Problem statement: Up to and including the line that contains "a path pattern.", reproduce every line exactly, beginning with the first line below.

*** Exercise materials ***

//! Fragment representation produced by the reference pattern engine.
//!
//! Spans are byte ranges local to the fragment, matching the positions the
//! engine reports in errors; the host relates them to the root text through
//! the scope's fragment offset.

use crate::diag::Span;
use smol_str::SmolStr;

/// A linear path pattern: nodes alternating with edges.
#[derive(Debug, Clone, PartialEq, Eq)]
pub struct PathPattern {
    /// Pattern elements in source order, starting and ending with a node.
    pub elements: Vec<PathElement>,
    /// Fragment-local span covering the whole path.
    pub span: Span,
}

/// One element of a path pattern.
#[derive(Debug, Clone, PartialEq, Eq)]
pub enum PathElement {
    Node(NodePattern),
    Edge(EdgePattern),
}

/// A node pattern such as `(a:Person)` or `()`.
#[derive(Debug, Clone, PartialEq, Eq)]
pub struct NodePattern {
    /// The element variable, system-generated when the user left it out.
    pub alias: SmolStr,
    /// Optional label constraint.
    pub label: Option<SmolStr>,
    /// Whether `alias` was generated rather than written by the user.
    pub anonymous: bool,
    /// Fragment-local span of the node pattern.
    pub span: Span,
}

/// Traversal direction of an edge pattern.
#[derive(Debug, Clone, Copy, PartialEq, Eq)]
pub enum EdgeDirection {
    /// `<-[..]-`
    Left,
    /// `-[..]->`
    Right,
    /// `-[..]-`
    Undirected,
}

/// An edge pattern such as `-[e:knows]->` or `<-`.
#[derive(Debug, Clone, PartialEq, Eq)]
pub struct EdgePattern {
    /// The element variable, system-generated when the user left it out.
    pub alias: SmolStr,
    /// Optional label constraint.
    pub label: Option<SmolStr>,
    /// Traversal direction.
    pub direction: EdgeDirection,
    /// Whether `alias` was generated rather than written by the user.
    pub anonymous: bool,
    /// Fragment-local span of the edge pattern.
    pub span: Span,
}

/// Referent the reference engine binds for each pattern element.
///
/// Hosts running their own grammar engines choose their own referent type;
/// this one records only what the element was and where it was declared.
#[derive(Debug, Clone, PartialEq, Eq)]
pub enum PatternBinding {
    /// The alias names a node pattern.
    Node {
        /// Fragment-local span of the declaring element.
        declared_at: Span,
    },
    /// The alias names an edge pattern.
    Edge {
        /// Fragment-local span of the declaring element.
        declared_at: Span,
    },
}
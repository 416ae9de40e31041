use std::collections::HashMap;

use serde::{Deserialize, Serialize};

/// Coin list entry as returned by the `coins` endpoint with platform fields.
#[derive(Debug, Clone, PartialEq, Serialize, Deserialize)]
pub struct FullCoinResponse {
    pub uid: String,
    pub name: String,
    pub code: String,
    #[serde(default)]
    pub market_cap_rank: Option<i32>,
    #[serde(default)]
    pub coingecko_id: Option<String>,
    #[serde(default)]
    pub platforms: Vec<PlatformRaw>,
}

/// Untyped platform descriptor.
///
/// `type` is an open vocabulary ("erc20", "bep2", "ethereum", ...). Which
/// of `address`/`symbol` is meaningful depends on the type.
#[derive(Debug, Clone, PartialEq, Eq, Serialize, Deserialize)]
pub struct PlatformRaw {
    #[serde(rename = "type")]
    pub platform_type: String,
    #[serde(default)]
    pub decimals: Option<i32>,
    #[serde(default)]
    pub address: Option<String>,
    #[serde(default)]
    pub symbol: Option<String>,
}

/// Category entry from the `categories` endpoint.
///
/// `description` is keyed by language code.
#[derive(Debug, Clone, PartialEq, Eq, Serialize, Deserialize)]
pub struct CoinCategoryResponse {
    pub uid: String,
    pub name: String,
    #[serde(default)]
    pub description: HashMap<String, Option<String>>,
    #[serde(default)]
    pub order: Option<i32>,
}
//! Core error types for coinkit.
//!
//! This module defines storage-agnostic error types. Catalog implementations
//! convert their own failures into [`DatabaseError`].

use thiserror::Error;

use coinkit_market_data::MarketDataError;

/// Type alias for Result using our Error type.
pub type Result<T> = std::result::Result<T, Error>;

/// Root error type for coinkit.
#[derive(Error, Debug)]
pub enum Error {
    #[error("Database operation failed: {0}")]
    Database(#[from] DatabaseError),

    #[error("Market data operation failed: {0}")]
    MarketData(#[from] MarketDataError),

    #[error("Input validation failed: {0}")]
    Validation(#[from] ValidationError),

    #[error("Unexpected error: {0}")]
    Unexpected(String),
}

/// Storage-agnostic error type for catalog and metadata lookups.
#[derive(Error, Debug)]
pub enum DatabaseError {
    /// The catalog store could not be reached.
    #[error("Failed to connect to database: {0}")]
    ConnectionFailed(String),

    /// A query failed to execute.
    #[error("Database query failed: {0}")]
    QueryFailed(String),

    /// The requested record was not found.
    #[error("Record not found: {0}")]
    NotFound(String),

    /// A bulk write was rolled back.
    #[error("Transaction failed: {0}")]
    TransactionFailed(String),

    #[error("Internal database error: {0}")]
    Internal(String),
}

/// Validation errors for caller input.
#[derive(Error, Debug)]
pub enum ValidationError {
    #[error("Invalid input: {0}")]
    InvalidInput(String),

    #[error("Required field '{0}' is missing")]
    MissingField(String),
}

impl From<serde_json::Error> for Error {
    fn from(err: serde_json::Error) -> Self {
        Error::Validation(ValidationError::InvalidInput(err.to_string()))
    }
}

impl From<Error> for String {
    fn from(err: Error) -> Self {
        err.to_string()
    }
}
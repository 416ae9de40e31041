//! HS market API provider.
//!
//! Serves the coin list, market snapshots, coin overviews and analytics from
//! the current API, and global market points from the legacy API. Field
//! selections are fixed per endpoint.

mod config;

pub use config::HsProviderConfig;

use async_trait::async_trait;
use reqwest::Client;

use crate::errors::MarketDataError;
use crate::models::{
    ActiveAddressesResponse, AnalyticsRaw, ClosedCode, CoinCategoryResponse, CoinPriceResponse,
    DefiMarketInfoResponse, DexLiquiditiesResponse, DexVolumesResponse, FullCoinResponse,
    GlobalMarketPointRaw, MarketInfoOverviewRaw, MarketInfoQuery, MarketInfoRaw, TimePeriod,
    TransactionsResponse, TvlPointRaw,
};
use crate::provider::http::{get_json, segment};
use crate::provider::CoinDataProvider;

const PROVIDER_ID: &str = "HS";

const MARKET_INFO_FIELDS: &str =
    "name,code,price,price_change_24h,market_cap_rank,coingecko_id,market_cap,total_volume";
const FULL_COIN_FIELDS: &str = "name,code,market_cap_rank,coingecko_id,platforms";
const COIN_PRICE_FIELDS: &str = "price,price_change_24h,last_updated";
const CATEGORIES_PATH: &str = "categories";

pub struct HsProvider {
    client: Client,
    config: HsProviderConfig,
}

impl HsProvider {
    pub fn new(config: HsProviderConfig) -> Self {
        let client = Client::builder()
            .timeout(config.timeout)
            .build()
            .unwrap_or_else(|_| Client::new());

        Self { client, config }
    }

    pub fn config(&self) -> &HsProviderConfig {
        &self.config
    }

    async fn get<T: serde::de::DeserializeOwned>(
        &self,
        path: &str,
        params: &[(&str, String)],
    ) -> Result<T, MarketDataError> {
        get_json(&self.client, PROVIDER_ID, &self.config.api_url(path), params).await
    }
}

impl Default for HsProvider {
    fn default() -> Self {
        Self::new(HsProviderConfig::default())
    }
}

/// Query parameters for a market snapshot request, keyed by query shape.
fn market_info_request(query: &MarketInfoQuery) -> (String, Vec<(&'static str, String)>) {
    let mut params = vec![
        ("fields", MARKET_INFO_FIELDS.to_string()),
        ("currency", query.currency().to_lowercase()),
    ];

    let path = match query {
        MarketInfoQuery::Top { limit, defi, .. } => {
            params.push(("limit", limit.to_string()));
            if *defi {
                params.push(("defi", "true".to_string()));
            }
            "coins".to_string()
        }
        MarketInfoQuery::Coins { uids, .. } => {
            params.push(("uids", uids.join(",")));
            "coins".to_string()
        }
        MarketInfoQuery::Category { uid, .. } => {
            format!("{}/{}/coins", CATEGORIES_PATH, segment(uid))
        }
    };

    (path, params)
}

#[async_trait]
impl CoinDataProvider for HsProvider {
    fn id(&self) -> &'static str {
        PROVIDER_ID
    }

    async fn full_coins(&self) -> Result<Vec<FullCoinResponse>, MarketDataError> {
        self.get("coins", &[("fields", FULL_COIN_FIELDS.to_string())])
            .await
    }

    async fn coin_categories(&self) -> Result<Vec<CoinCategoryResponse>, MarketDataError> {
        self.get(CATEGORIES_PATH, &[]).await
    }

    async fn market_infos(
        &self,
        query: &MarketInfoQuery,
    ) -> Result<Vec<MarketInfoRaw>, MarketDataError> {
        let (path, params) = market_info_request(query);
        self.get(&path, &params).await
    }

    async fn defi_market_infos(
        &self,
        currency: &str,
    ) -> Result<Vec<DefiMarketInfoResponse>, MarketDataError> {
        self.get("defi-protocols", &[("currency", currency.to_lowercase())])
            .await
    }

    async fn coin_prices(
        &self,
        coin_uids: &[String],
        currency: &str,
    ) -> Result<Vec<CoinPriceResponse>, MarketDataError> {
        self.get(
            "coins",
            &[
                ("fields", COIN_PRICE_FIELDS.to_string()),
                ("uids", coin_uids.join(",")),
                ("currency", currency.to_lowercase()),
            ],
        )
        .await
    }

    async fn market_info_overview(
        &self,
        coin_uid: &str,
        currency: &str,
        language: &str,
    ) -> Result<MarketInfoOverviewRaw, MarketDataError> {
        self.get(
            &format!("coins/{}", segment(coin_uid)),
            &[
                ("currency", currency.to_lowercase()),
                ("language", language.to_string()),
            ],
        )
        .await
    }

    async fn global_market_points(
        &self,
        currency: &str,
        period: TimePeriod,
    ) -> Result<Vec<GlobalMarketPointRaw>, MarketDataError> {
        let url = self
            .config
            .legacy_api_url(&format!("markets/global/{}", period.code()));
        get_json(
            &self.client,
            PROVIDER_ID,
            &url,
            &[("currency_code", currency.to_lowercase())],
        )
        .await
    }

    async fn market_info_tvl(
        &self,
        coin_uid: &str,
        currency: &str,
        period: TimePeriod,
    ) -> Result<Vec<TvlPointRaw>, MarketDataError> {
        self.get(
            &format!("defi-protocols/{}/tvls", segment(coin_uid)),
            &[
                ("currency", currency.to_lowercase()),
                ("interval", period.code().to_string()),
            ],
        )
        .await
    }

    async fn analytics(
        &self,
        coin_uid: &str,
        currency: &str,
    ) -> Result<AnalyticsRaw, MarketDataError> {
        self.get(
            &format!("analytics/{}", segment(coin_uid)),
            &[("currency", currency.to_lowercase())],
        )
        .await
    }

    async fn dex_volumes(
        &self,
        coin_uid: &str,
        currency: &str,
        period: TimePeriod,
    ) -> Result<DexVolumesResponse, MarketDataError> {
        self.get(
            &format!("analytics/{}/dex-volumes", segment(coin_uid)),
            &[
                ("currency", currency.to_lowercase()),
                ("interval", period.code().to_string()),
            ],
        )
        .await
    }

    async fn dex_liquidities(
        &self,
        coin_uid: &str,
        currency: &str,
        period: TimePeriod,
    ) -> Result<DexLiquiditiesResponse, MarketDataError> {
        self.get(
            &format!("analytics/{}/dex-liquidity", segment(coin_uid)),
            &[
                ("currency", currency.to_lowercase()),
                ("interval", period.code().to_string()),
            ],
        )
        .await
    }

    async fn transactions(
        &self,
        coin_uid: &str,
        period: TimePeriod,
    ) -> Result<TransactionsResponse, MarketDataError> {
        self.get(
            &format!("analytics/{}/transactions", segment(coin_uid)),
            &[("interval", period.code().to_string())],
        )
        .await
    }

    async fn active_addresses(
        &self,
        coin_uid: &str,
        period: TimePeriod,
    ) -> Result<ActiveAddressesResponse, MarketDataError> {
        self.get(
            &format!("analytics/{}/addresses", segment(coin_uid)),
            &[("interval", period.code().to_string())],
        )
        .await
    }
}

#[cfg(test)]
mod tests {
    use super::*;

    fn param<'a>(params: &'a [(&str, String)], key: &str) -> Option<&'a str> {
        params
            .iter()
            .find(|(k, _)| *k == key)
            .map(|(_, v)| v.as_str())
    }

    #[test]
    fn test_top_request() {
        let (path, params) = market_info_request(&MarketInfoQuery::Top {
            limit: 250,
            currency: "USD".to_string(),
            defi: false,
        });
        assert_eq!(path, "coins");
        assert_eq!(param(&params, "limit"), Some("250"));
        assert_eq!(param(&params, "currency"), Some("usd"));
        assert_eq!(param(&params, "fields"), Some(MARKET_INFO_FIELDS));
        assert_eq!(param(&params, "defi"), None);
    }

    #[test]
    fn test_coins_request_joins_uids() {
        let (path, params) = market_info_request(&MarketInfoQuery::Coins {
            uids: vec!["bitcoin".to_string(), "ethereum".to_string()],
            currency: "eur".to_string(),
        });
        assert_eq!(path, "coins");
        assert_eq!(param(&params, "uids"), Some("bitcoin,ethereum"));
    }

    #[test]
    fn test_category_request_uses_path() {
        let (path, params) = market_info_request(&MarketInfoQuery::Category {
            uid: "defi".to_string(),
            currency: "usd".to_string(),
        });
        assert_eq!(path, format!("{}/defi/coins", CATEGORIES_PATH));
        assert_eq!(param(&params, "uids"), None);
    }

    #[test]
    fn test_provider_id() {
        let provider = HsProvider::default();
        assert_eq!(provider.id(), "HS");
        assert_eq!(provider.config(), &HsProviderConfig::default());
    }
}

*** End of Exercise materials ***

Finished task:
//! Fragment representation produced by the reference pattern engine.
//!
//! Spans are byte ranges local to the fragment, matching the positions the
//! engine reports in errors; the host relates them to the root text through
//! the scope's fragment offset.

use crate::diag::Span;
use smol_str::SmolStr;

/// A linear path pattern: nodes alternating with edges.
#[derive(Debug, Clone, PartialEq, Eq)]
pub struct PathPattern {
    /// Pattern elements in source order, starting and ending with a node.
    pub elements: Vec<PathElement>,
    /// Fragment-local span covering the whole path.
    pub span: Span,
}

/// One element of a path pattern.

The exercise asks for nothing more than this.